Existing empirical evidence shows that continuous deep sedation until death is given in about 15% of all deaths in Flanders, Belgium (BE), 8% in The Netherlands (NL), and 17% in the U.K.

OBJECTIVES:

This study compares characteristics of continuous deep sedation to explain these varying frequencies.

METHODS:

In Flanders, BE (2007) and NL (2005), death certificate studies were conducted. Questionnaires about continuous deep sedation and other decisions were sent to the certifying physicians of each death from a stratified sample (Flanders, BE: n=6927; NL: n=6860). In the U.K. in 2007-2008, questionnaires were sent to 8857 randomly sampled physicians asking them about the last death attended.

RESULTS:

The total number of deaths studied was 11,704 of which 1517 involved continuous deep sedation. In Dutch hospitals, continuous deep sedation was significantly less often provided (11%) compared with hospitals in Flanders, BE (20%) and the U.K. (17%). In U.K. home settings, continuous deep sedation was more common (19%) than in Flanders, BE (10%) or NL (8%).
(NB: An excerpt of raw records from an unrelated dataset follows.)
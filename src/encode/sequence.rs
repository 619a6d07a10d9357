//! Streaming animated GIF encoder.
//!
//! Every frame carries the same Graphic Control Extension: the session
//! delay, disposal "unspecified" (0), no user-input wait and no
//! transparent index. Fully transparent pixels are forced opaque before
//! quantization so the palette never gains a transparent entry.

use std::io::Write;

use gif::{DisposalMethod, Encoder, Extension, Repeat};

use crate::capture::CapturedFrame;
use crate::error::GlimpseError;

/// NeuQuant speed used when none is configured; 1 is slowest and best,
/// 30 fastest.
pub const DEFAULT_QUANTIZE_SPEED: i32 = 10;

const COMMENT: &[u8] = b"Created by glimpse";

/// NETSCAPE2.0 application-extension loop block.
///
/// Serialized as `{0x01, loop_low, loop_high}`; a count of 0 means loop
/// forever.
#[derive(Debug, Clone, Copy, PartialEq, Eq)]
pub struct LoopControl {
    count: u16,
}

impl LoopControl {
    /// Play the animation endlessly.
    pub const FOREVER: Self = Self { count: 0 };
    /// Play the animation a single time.
    pub const ONCE: Self = Self { count: 1 };

    /// Pick [`Self::FOREVER`] or [`Self::ONCE`].
    #[must_use]
    pub const fn from_flag(loop_forever: bool) -> Self {
        if loop_forever {
            Self::FOREVER
        } else {
            Self::ONCE
        }
    }

    /// Loop count stored in the block (0 = forever).
    #[must_use]
    pub const fn count(self) -> u16 {
        self.count
    }

    /// The three data bytes of the loop sub-block.
    #[must_use]
    pub const fn to_bytes(self) -> [u8; 3] {
        [0x01, (self.count & 0xFF) as u8, (self.count >> 8) as u8]
    }

    const fn repeat(self) -> Repeat {
        match self.count {
            0 => Repeat::Infinite,
            n => Repeat::Finite(n),
        }
    }
}

fn aborted() -> GlimpseError {
    GlimpseError::Io(std::io::Error::other(
        "GIF sequence aborted by an earlier write failure",
    ))
}

/// The sink before the first frame fixes the logical screen size, and the
/// open encoder after.
enum Stream<W: Write> {
    Pending(W),
    Open(Encoder<W>),
    Failed,
}

/// Writes a sequence of [`CapturedFrame`]s into one animated GIF.
///
/// Every frame shares the same delay, has no transparency, and must have
/// the dimensions of the first frame written. The header, loop block and
/// comment are written together with the first frame. Any error leaves
/// the output incomplete; callers should discard it rather than retry.
pub struct SequenceEncoder<W: Write> {
    stream: Stream<W>,
    delay_cs: u16,
    loop_control: LoopControl,
    speed: i32,
    size: Option<(u32, u32)>,
    frames_written: usize,
}

impl<W: Write> SequenceEncoder<W> {
    /// Start a sequence on `sink`.
    ///
    /// `frame_delay_ms` is stored with GIF centisecond resolution
    /// (`frame_delay_ms / 10`, saturating at `u16::MAX`).
    #[must_use]
    pub fn new(sink: W, frame_delay_ms: u32, loop_forever: bool) -> Self {
        Self {
            stream: Stream::Pending(sink),
            delay_cs: u16::try_from(frame_delay_ms / 10).unwrap_or(u16::MAX),
            loop_control: LoopControl::from_flag(loop_forever),
            speed: DEFAULT_QUANTIZE_SPEED,
            size: None,
            frames_written: 0,
        }
    }

    /// Set the NeuQuant speed for frames with more than 256 colors,
    /// clamped to `1..=30`.
    #[must_use]
    pub fn with_quantize_speed(mut self, speed: i32) -> Self {
        self.speed = speed.clamp(1, 30);
        self
    }

    /// Loop block configured for this sequence.
    #[must_use]
    pub const fn loop_control(&self) -> LoopControl {
        self.loop_control
    }

    /// Per-frame delay in GIF centiseconds.
    #[must_use]
    pub const fn delay_centis(&self) -> u16 {
        self.delay_cs
    }

    /// Quantizer speed in use.
    #[must_use]
    pub const fn quantize_speed(&self) -> i32 {
        self.speed
    }

    /// Number of frames appended so far.
    #[must_use]
    pub const fn frames_written(&self) -> usize {
        self.frames_written
    }

    /// Append one frame.
    ///
    /// # Errors
    ///
    /// Returns [`GlimpseError::InvalidFrame`] if the frame's size differs
    /// from the first frame or does not fit a GIF,
    /// [`GlimpseError::GifEncode`] on encoder or sink failure, or
    /// [`GlimpseError::Io`] once an earlier write has failed.
    pub fn write_frame(
        &mut self,
        frame: &CapturedFrame,
    ) -> Result<(), GlimpseError> {
        let dims = frame.dimensions();
        if let Some(size) = self.size.filter(|&size| size != dims) {
            return Err(GlimpseError::InvalidFrame(format!(
                "frame is {}x{} but sequence is {}x{}",
                dims.0, dims.1, size.0, size.1
            )));
        }
        let (Ok(width), Ok(height)) =
            (u16::try_from(dims.0), u16::try_from(dims.1))
        else {
            return Err(GlimpseError::InvalidFrame(format!(
                "{}x{} exceeds the GIF size limit",
                dims.0, dims.1
            )));
        };

        let mut pixels = frame.pixels().to_vec();
        for alpha in pixels.iter_mut().skip(3).step_by(4) {
            *alpha = 0xFF;
        }
        let mut gif_frame =
            gif::Frame::from_rgba_speed(width, height, &mut pixels, self.speed);
        gif_frame.delay = self.delay_cs;
        gif_frame.dispose = DisposalMethod::Any;
        gif_frame.transparent = None;
        gif_frame.needs_user_input = false;

        let encoder = self.open(width, height)?;
        let written = encoder.write_frame(&gif_frame);
        if written.is_err() {
            self.stream = Stream::Failed;
        }
        written?;
        self.size = Some(dims);
        self.frames_written += 1;
        Ok(())
    }

    /// Write the header, loop block and comment on first use.
    fn open(
        &mut self,
        width: u16,
        height: u16,
    ) -> Result<&mut Encoder<W>, GlimpseError> {
        let stream = std::mem::replace(&mut self.stream, Stream::Failed);
        self.stream = match stream {
            Stream::Pending(sink) => {
                let mut encoder = Encoder::new(sink, width, height, &[])?;
                encoder.set_repeat(self.loop_control.repeat())?;
                encoder
                    .write_raw_extension(Extension::Comment.into(), &[COMMENT])?;
                Stream::Open(encoder)
            }
            other => other,
        };
        match &mut self.stream {
            Stream::Open(encoder) => Ok(encoder),
            _ => Err(aborted()),
        }
    }

    /// Write the trailer and hand back the sink.
    ///
    /// A sequence closed before any frame was written produces no output
    /// at all. Buffering sinks still need a flush by the caller.
    ///
    /// # Errors
    ///
    /// Returns [`GlimpseError::GifEncode`] if the trailer cannot be
    /// written, or [`GlimpseError::Io`] if an earlier write already
    /// failed.
    pub fn close(self) -> Result<W, GlimpseError> {
        log::debug!(
            "closing GIF sequence after {} frames",
            self.frames_written
        );
        match self.stream {
            Stream::Pending(sink) => Ok(sink),
            Stream::Open(encoder) => Ok(encoder.into_inner()?),
            Stream::Failed => Err(aborted()),
        }
    }
}

#[cfg(test)]
mod tests {
    use std::io::Cursor;

    use image::codecs::gif::GifDecoder;
    use image::AnimationDecoder;

    use super::*;

    fn solid(width: u32, height: u32, rgba: [u8; 4]) -> CapturedFrame {
        let pixels = rgba.repeat((width * height) as usize);
        CapturedFrame::new(width, height, pixels).unwrap()
    }

    fn encode(frames: &[CapturedFrame], loop_forever: bool) -> Vec<u8> {
        let mut enc = SequenceEncoder::new(Vec::new(), 50, loop_forever);
        for f in frames {
            enc.write_frame(f).unwrap();
        }
        enc.close().unwrap()
    }

    fn loop_block(gif: &[u8]) -> Option<[u8; 3]> {
        let tag = b"NETSCAPE2.0";
        let at = gif.windows(tag.len()).position(|w| w == tag)?;
        // sub-block length byte, then the three loop bytes
        let data = gif.get(at + tag.len() + 1..at + tag.len() + 4)?;
        Some([data[0], data[1], data[2]])
    }

    /// `(packed flags, delay)` of every Graphic Control Extension.
    fn control_blocks(gif: &[u8]) -> Vec<(u8, u16)> {
        gif.windows(6)
            .filter(|w| w[..3] == [0x21, 0xF9, 0x04])
            .map(|w| (w[3], u16::from_le_bytes([w[4], w[5]])))
            .collect()
    }

    /// Sink that fails once `budget` bytes have been accepted.
    struct Limited {
        written: Vec<u8>,
        budget: usize,
    }

    impl Write for Limited {
        fn write(&mut self, buf: &[u8]) -> std::io::Result<usize> {
            if self.written.len() + buf.len() > self.budget {
                return Err(std::io::Error::other("disk full"));
            }
            self.written.extend_from_slice(buf);
            Ok(buf.len())
        }
        fn flush(&mut self) -> std::io::Result<()> {
            Ok(())
        }
    }

    #[test]
    fn loop_control_bytes() {
        assert_eq!(LoopControl::FOREVER.to_bytes(), [0x01, 0x00, 0x00]);
        assert_eq!(LoopControl::ONCE.to_bytes(), [0x01, 0x01, 0x00]);
        assert_eq!(LoopControl::from_flag(true), LoopControl::FOREVER);
        assert_eq!(LoopControl::from_flag(false), LoopControl::ONCE);
    }

    #[test]
    fn loop_block_is_written_to_stream() {
        let frames = [solid(2, 2, [255, 0, 0, 255])];
        assert_eq!(
            loop_block(&encode(&frames, true)),
            Some(LoopControl::FOREVER.to_bytes())
        );
        assert_eq!(
            loop_block(&encode(&frames, false)),
            Some(LoopControl::ONCE.to_bytes())
        );
    }

    #[test]
    fn delay_is_stored_in_centiseconds() {
        let enc = SequenceEncoder::new(Vec::new(), 55, true);
        assert_eq!(enc.delay_centis(), 5);
        let enc = SequenceEncoder::new(Vec::new(), u32::MAX, true);
        assert_eq!(enc.delay_centis(), u16::MAX);
    }

    #[test]
    fn every_frame_has_plain_control_extension() {
        let mut with_hole = [10, 20, 30, 255].repeat(4);
        with_hole[3] = 0;
        let frames = [
            solid(2, 2, [10, 20, 30, 255]),
            CapturedFrame::new(2, 2, with_hole).unwrap(),
            solid(2, 2, [40, 50, 60, 0]),
        ];
        let blocks = control_blocks(&encode(&frames, true));
        assert_eq!(blocks.len(), frames.len());
        for (packed, delay) in blocks {
            assert_eq!((packed >> 2) & 0b111, 0, "disposal method");
            assert_eq!(packed & 0b10, 0, "user input flag");
            assert_eq!(packed & 0b01, 0, "transparent color flag");
            assert_eq!(delay, 5);
        }
    }

    #[test]
    fn transparent_pixels_decode_opaque() {
        let gif = encode(&[solid(2, 2, [40, 50, 60, 0])], true);
        let decoded = GifDecoder::new(Cursor::new(gif))
            .unwrap()
            .into_frames()
            .collect_frames()
            .unwrap();
        assert_eq!(decoded[0].buffer().get_pixel(1, 1).0, [40, 50, 60, 255]);
    }

    #[test]
    fn comment_and_trailer_are_written() {
        let gif = encode(&[solid(2, 2, [1, 2, 3, 255])], true);
        let at = gif.windows(2).position(|w| w == [0x21, 0xFE]).unwrap();
        assert_eq!(usize::from(gif[at + 2]), COMMENT.len());
        assert_eq!(&gif[at + 3..at + 3 + COMMENT.len()], COMMENT);
        assert_eq!(gif.last(), Some(&0x3B));
    }

    #[test]
    fn closing_empty_sequence_writes_nothing() {
        let sink = SequenceEncoder::new(Vec::new(), 50, true).close().unwrap();
        assert!(sink.is_empty());
    }

    #[test]
    fn quantize_speed_is_clamped() {
        let enc = SequenceEncoder::new(Vec::new(), 50, true);
        assert_eq!(enc.quantize_speed(), DEFAULT_QUANTIZE_SPEED);
        assert_eq!(enc.with_quantize_speed(0).quantize_speed(), 1);
        let enc = SequenceEncoder::new(Vec::new(), 50, true);
        assert_eq!(enc.with_quantize_speed(99).quantize_speed(), 30);
    }

    #[test]
    fn frames_decode_in_order() {
        let colors = [
            [255, 0, 0, 255],
            [0, 255, 0, 255],
            [0, 0, 255, 255],
            [255, 255, 255, 255],
        ];
        let frames: Vec<_> = colors.iter().map(|c| solid(3, 2, *c)).collect();
        let gif = encode(&frames, true);

        let decoded = GifDecoder::new(Cursor::new(gif))
            .unwrap()
            .into_frames()
            .collect_frames()
            .unwrap();
        assert_eq!(decoded.len(), colors.len());
        for (frame, color) in decoded.iter().zip(colors) {
            assert_eq!(frame.buffer().dimensions(), (3, 2));
            assert_eq!(frame.buffer().get_pixel(0, 0).0, color);
            let (numer, denom) = frame.delay().numer_denom_ms();
            assert_eq!(numer / denom, 50);
        }
    }

    #[test]
    fn mismatched_frame_size_is_rejected() {
        let mut enc = SequenceEncoder::new(Vec::new(), 50, true);
        enc.write_frame(&solid(2, 2, [0, 0, 0, 255])).unwrap();
        let err = enc.write_frame(&solid(3, 2, [0, 0, 0, 255])).unwrap_err();
        assert!(matches!(err, GlimpseError::InvalidFrame(_)));
        assert_eq!(enc.frames_written(), 1);
    }

    #[test]
    fn failing_sink_surfaces_error() {
        let sink = Limited {
            written: Vec::new(),
            budget: 0,
        };
        let mut enc = SequenceEncoder::new(sink, 50, true);
        let err = enc.write_frame(&solid(2, 2, [9, 9, 9, 255])).unwrap_err();
        assert!(matches!(err, GlimpseError::GifEncode(_)));

        let err = enc.write_frame(&solid(2, 2, [9, 9, 9, 255])).unwrap_err();
        assert!(matches!(err, GlimpseError::Io(_)));
        assert!(enc.close().is_err());
    }

    #[test]
    fn trailer_write_failure_is_reported() {
        let frame = solid(2, 2, [7, 7, 7, 255]);
        let full = encode(std::slice::from_ref(&frame), true);

        // room for everything except the one-byte trailer
        let sink = Limited {
            written: Vec::new(),
            budget: full.len() - 1,
        };
        let mut enc = SequenceEncoder::new(sink, 50, true);
        enc.write_frame(&frame).unwrap();
        let err = enc.close().map(|_| ()).unwrap_err();
        assert!(matches!(err, GlimpseError::GifEncode(_)));
    }
}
In NL in both settings, continuous deep sedation more often involved benzodiazepines and lasted less than 24 hours. Physicians in Flanders combined continuous deep sedation with a decision to provide physician-assisted death more often. Overall, men, younger patients, and patients with malignancies were more likely to receive continuous deep sedation, although this was not always significant within each country.

CONCLUSION:

Differences in the prevalence of continuous deep sedation appear to reflect complex legal, cultural, and organizational factors more than differences in patients' characteristics or clinical profiles. Further in-depth studies should explore whether these differences also reflect differences between countries in the quality of end-of-life care.